> [Goal of the exercise] Under this line are the records; write out word for word the part that begins at the line containing "pub mod policy;" and ends at the line containing "let mut contributed = 0.0;", and no more.

Dataset excerpts:
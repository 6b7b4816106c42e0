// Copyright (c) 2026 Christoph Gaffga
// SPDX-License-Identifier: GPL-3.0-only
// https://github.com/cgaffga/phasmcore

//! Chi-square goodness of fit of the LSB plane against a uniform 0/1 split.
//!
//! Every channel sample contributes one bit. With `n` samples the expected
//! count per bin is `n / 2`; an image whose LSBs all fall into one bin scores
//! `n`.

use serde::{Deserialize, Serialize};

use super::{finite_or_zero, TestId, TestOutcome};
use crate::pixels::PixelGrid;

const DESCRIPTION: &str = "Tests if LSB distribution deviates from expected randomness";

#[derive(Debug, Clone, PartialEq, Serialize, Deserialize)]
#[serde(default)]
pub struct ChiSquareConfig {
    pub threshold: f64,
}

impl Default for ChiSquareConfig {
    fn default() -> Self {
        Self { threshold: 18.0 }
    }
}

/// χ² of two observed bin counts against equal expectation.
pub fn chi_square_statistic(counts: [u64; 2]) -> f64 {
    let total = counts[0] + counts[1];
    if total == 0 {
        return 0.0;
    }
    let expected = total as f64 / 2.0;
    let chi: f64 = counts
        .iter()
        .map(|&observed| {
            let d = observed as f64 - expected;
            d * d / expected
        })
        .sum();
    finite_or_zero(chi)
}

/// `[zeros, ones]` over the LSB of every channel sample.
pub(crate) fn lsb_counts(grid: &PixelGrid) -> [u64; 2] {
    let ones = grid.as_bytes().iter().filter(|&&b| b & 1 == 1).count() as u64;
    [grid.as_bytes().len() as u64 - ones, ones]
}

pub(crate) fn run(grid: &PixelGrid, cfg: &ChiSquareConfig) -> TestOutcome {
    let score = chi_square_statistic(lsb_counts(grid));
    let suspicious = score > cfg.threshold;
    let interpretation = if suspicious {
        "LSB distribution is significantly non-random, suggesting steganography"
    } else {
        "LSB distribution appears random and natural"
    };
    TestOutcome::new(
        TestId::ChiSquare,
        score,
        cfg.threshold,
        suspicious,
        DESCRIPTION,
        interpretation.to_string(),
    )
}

--

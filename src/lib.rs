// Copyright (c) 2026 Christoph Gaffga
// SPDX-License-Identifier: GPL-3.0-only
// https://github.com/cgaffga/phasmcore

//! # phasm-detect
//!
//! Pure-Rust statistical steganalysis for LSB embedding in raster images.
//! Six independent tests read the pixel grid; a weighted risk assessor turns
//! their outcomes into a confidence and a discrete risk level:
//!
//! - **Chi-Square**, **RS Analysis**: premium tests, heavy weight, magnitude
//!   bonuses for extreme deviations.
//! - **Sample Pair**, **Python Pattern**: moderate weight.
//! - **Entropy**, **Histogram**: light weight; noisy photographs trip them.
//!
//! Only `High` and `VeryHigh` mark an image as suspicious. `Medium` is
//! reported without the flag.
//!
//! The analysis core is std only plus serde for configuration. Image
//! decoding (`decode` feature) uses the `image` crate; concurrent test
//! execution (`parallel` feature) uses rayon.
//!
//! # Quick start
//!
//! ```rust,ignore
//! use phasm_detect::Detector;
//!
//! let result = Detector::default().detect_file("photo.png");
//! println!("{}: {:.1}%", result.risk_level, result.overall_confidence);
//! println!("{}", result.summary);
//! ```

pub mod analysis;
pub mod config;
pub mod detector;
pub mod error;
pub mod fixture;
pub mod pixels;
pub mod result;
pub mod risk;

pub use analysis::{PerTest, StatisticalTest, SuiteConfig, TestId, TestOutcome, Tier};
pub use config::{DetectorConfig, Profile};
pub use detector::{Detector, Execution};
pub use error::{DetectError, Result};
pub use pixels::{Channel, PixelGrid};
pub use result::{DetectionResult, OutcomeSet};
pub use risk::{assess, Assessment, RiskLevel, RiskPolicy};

==

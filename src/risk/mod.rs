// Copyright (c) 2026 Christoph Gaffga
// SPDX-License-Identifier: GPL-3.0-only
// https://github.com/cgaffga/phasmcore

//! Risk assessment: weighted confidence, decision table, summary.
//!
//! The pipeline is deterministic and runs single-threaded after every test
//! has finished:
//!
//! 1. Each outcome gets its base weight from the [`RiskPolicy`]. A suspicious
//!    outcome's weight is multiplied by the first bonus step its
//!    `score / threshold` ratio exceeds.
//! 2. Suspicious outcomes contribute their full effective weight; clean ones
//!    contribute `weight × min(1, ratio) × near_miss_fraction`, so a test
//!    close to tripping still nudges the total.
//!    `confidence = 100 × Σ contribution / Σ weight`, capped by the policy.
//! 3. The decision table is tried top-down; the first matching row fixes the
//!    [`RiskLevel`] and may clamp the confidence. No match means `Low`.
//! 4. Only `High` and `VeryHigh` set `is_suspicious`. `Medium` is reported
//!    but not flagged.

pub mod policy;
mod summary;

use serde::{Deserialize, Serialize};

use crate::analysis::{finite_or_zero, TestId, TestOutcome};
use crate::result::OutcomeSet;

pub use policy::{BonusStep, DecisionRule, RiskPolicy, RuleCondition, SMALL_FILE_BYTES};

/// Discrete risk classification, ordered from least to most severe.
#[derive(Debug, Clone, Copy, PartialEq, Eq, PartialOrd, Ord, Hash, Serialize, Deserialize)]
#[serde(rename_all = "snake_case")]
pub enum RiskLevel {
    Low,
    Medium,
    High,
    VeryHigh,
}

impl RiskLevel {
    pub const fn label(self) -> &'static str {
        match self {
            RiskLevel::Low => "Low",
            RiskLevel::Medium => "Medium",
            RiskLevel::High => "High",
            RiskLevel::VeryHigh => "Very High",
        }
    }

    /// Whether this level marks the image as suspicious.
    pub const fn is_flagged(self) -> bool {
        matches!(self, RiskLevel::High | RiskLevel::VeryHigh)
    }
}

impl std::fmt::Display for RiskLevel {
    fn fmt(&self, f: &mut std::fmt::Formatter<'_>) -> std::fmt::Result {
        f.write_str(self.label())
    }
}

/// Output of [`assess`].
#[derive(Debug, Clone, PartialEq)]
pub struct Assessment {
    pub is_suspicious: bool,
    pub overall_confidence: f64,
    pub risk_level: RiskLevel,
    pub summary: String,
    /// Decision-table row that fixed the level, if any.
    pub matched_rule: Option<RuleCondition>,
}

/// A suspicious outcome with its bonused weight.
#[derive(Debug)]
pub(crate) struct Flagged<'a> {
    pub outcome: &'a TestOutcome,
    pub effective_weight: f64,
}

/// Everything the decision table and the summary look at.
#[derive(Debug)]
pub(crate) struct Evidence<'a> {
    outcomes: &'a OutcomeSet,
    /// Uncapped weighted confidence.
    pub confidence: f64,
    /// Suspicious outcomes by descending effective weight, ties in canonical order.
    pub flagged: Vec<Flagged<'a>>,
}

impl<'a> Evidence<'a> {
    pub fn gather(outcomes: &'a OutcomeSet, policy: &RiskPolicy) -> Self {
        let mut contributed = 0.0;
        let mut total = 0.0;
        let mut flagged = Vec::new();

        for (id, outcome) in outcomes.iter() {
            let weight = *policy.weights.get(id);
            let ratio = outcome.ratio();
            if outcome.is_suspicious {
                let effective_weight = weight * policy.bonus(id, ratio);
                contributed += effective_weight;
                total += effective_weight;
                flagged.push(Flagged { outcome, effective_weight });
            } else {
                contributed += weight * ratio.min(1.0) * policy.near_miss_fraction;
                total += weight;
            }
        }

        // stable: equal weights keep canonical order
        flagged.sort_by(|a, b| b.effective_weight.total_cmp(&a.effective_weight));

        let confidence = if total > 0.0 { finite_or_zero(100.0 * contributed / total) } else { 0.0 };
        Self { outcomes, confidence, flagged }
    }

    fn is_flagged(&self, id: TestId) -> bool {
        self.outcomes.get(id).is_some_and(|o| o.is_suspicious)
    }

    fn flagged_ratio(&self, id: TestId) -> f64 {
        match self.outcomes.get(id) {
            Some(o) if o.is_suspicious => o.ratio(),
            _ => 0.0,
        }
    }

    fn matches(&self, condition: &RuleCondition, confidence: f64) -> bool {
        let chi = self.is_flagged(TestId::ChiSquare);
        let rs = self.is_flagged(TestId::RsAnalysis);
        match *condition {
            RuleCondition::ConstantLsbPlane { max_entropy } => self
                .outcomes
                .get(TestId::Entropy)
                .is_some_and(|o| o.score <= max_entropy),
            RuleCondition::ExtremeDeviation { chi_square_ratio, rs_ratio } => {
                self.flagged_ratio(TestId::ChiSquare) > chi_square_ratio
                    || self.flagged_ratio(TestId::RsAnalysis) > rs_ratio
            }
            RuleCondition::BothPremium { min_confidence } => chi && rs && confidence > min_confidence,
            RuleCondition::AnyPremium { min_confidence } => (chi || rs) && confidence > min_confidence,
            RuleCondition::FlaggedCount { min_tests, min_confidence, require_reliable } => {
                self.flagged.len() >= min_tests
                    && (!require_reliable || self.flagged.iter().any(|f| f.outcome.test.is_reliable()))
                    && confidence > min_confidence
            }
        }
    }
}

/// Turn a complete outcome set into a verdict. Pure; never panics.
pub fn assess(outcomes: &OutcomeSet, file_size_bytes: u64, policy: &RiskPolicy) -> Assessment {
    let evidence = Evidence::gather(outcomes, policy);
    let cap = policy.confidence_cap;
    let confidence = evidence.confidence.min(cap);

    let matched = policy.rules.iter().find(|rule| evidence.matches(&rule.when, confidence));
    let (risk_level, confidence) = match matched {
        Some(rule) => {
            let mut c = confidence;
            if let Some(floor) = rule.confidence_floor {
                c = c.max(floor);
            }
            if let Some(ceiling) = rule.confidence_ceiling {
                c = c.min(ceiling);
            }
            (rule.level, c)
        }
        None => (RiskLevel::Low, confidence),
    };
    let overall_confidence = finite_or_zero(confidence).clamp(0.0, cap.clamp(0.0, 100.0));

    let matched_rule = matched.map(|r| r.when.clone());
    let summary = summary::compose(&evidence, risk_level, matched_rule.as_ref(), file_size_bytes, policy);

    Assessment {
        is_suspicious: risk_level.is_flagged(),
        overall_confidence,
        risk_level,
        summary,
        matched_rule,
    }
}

> [Solution below]
pub mod policy;
mod summary;

use serde::{Deserialize, Serialize};

use crate::analysis::{finite_or_zero, TestId, TestOutcome};
use crate::result::OutcomeSet;

pub use policy::{BonusStep, DecisionRule, RiskPolicy, RuleCondition, SMALL_FILE_BYTES};

/// Discrete risk classification, ordered from least to most severe.
#[derive(Debug, Clone, Copy, PartialEq, Eq, PartialOrd, Ord, Hash, Serialize, Deserialize)]
#[serde(rename_all = "snake_case")]
pub enum RiskLevel {
    Low,
    Medium,
    High,
    VeryHigh,
}

impl RiskLevel {
    pub const fn label(self) -> &'static str {
        match self {
            RiskLevel::Low => "Low",
            RiskLevel::Medium => "Medium",
            RiskLevel::High => "High",
            RiskLevel::VeryHigh => "Very High",
        }
    }

    /// Whether this level marks the image as suspicious.
    pub const fn is_flagged(self) -> bool {
        matches!(self, RiskLevel::High | RiskLevel::VeryHigh)
    }
}

impl std::fmt::Display for RiskLevel {
    fn fmt(&self, f: &mut std::fmt::Formatter<'_>) -> std::fmt::Result {
        f.write_str(self.label())
    }
}

/// Output of [`assess`].
#[derive(Debug, Clone, PartialEq)]
pub struct Assessment {
    pub is_suspicious: bool,
    pub overall_confidence: f64,
    pub risk_level: RiskLevel,
    pub summary: String,
    /// Decision-table row that fixed the level, if any.
    pub matched_rule: Option<RuleCondition>,
}

/// A suspicious outcome with its bonused weight.
#[derive(Debug)]
pub(crate) struct Flagged<'a> {
    pub outcome: &'a TestOutcome,
    pub effective_weight: f64,
}

/// Everything the decision table and the summary look at.
#[derive(Debug)]
pub(crate) struct Evidence<'a> {
    outcomes: &'a OutcomeSet,
    /// Uncapped weighted confidence.
    pub confidence: f64,
    /// Suspicious outcomes by descending effective weight, ties in canonical order.
    pub flagged: Vec<Flagged<'a>>,
}

impl<'a> Evidence<'a> {
    pub fn gather(outcomes: &'a OutcomeSet, policy: &RiskPolicy) -> Self {
        let mut contributed = 0.0;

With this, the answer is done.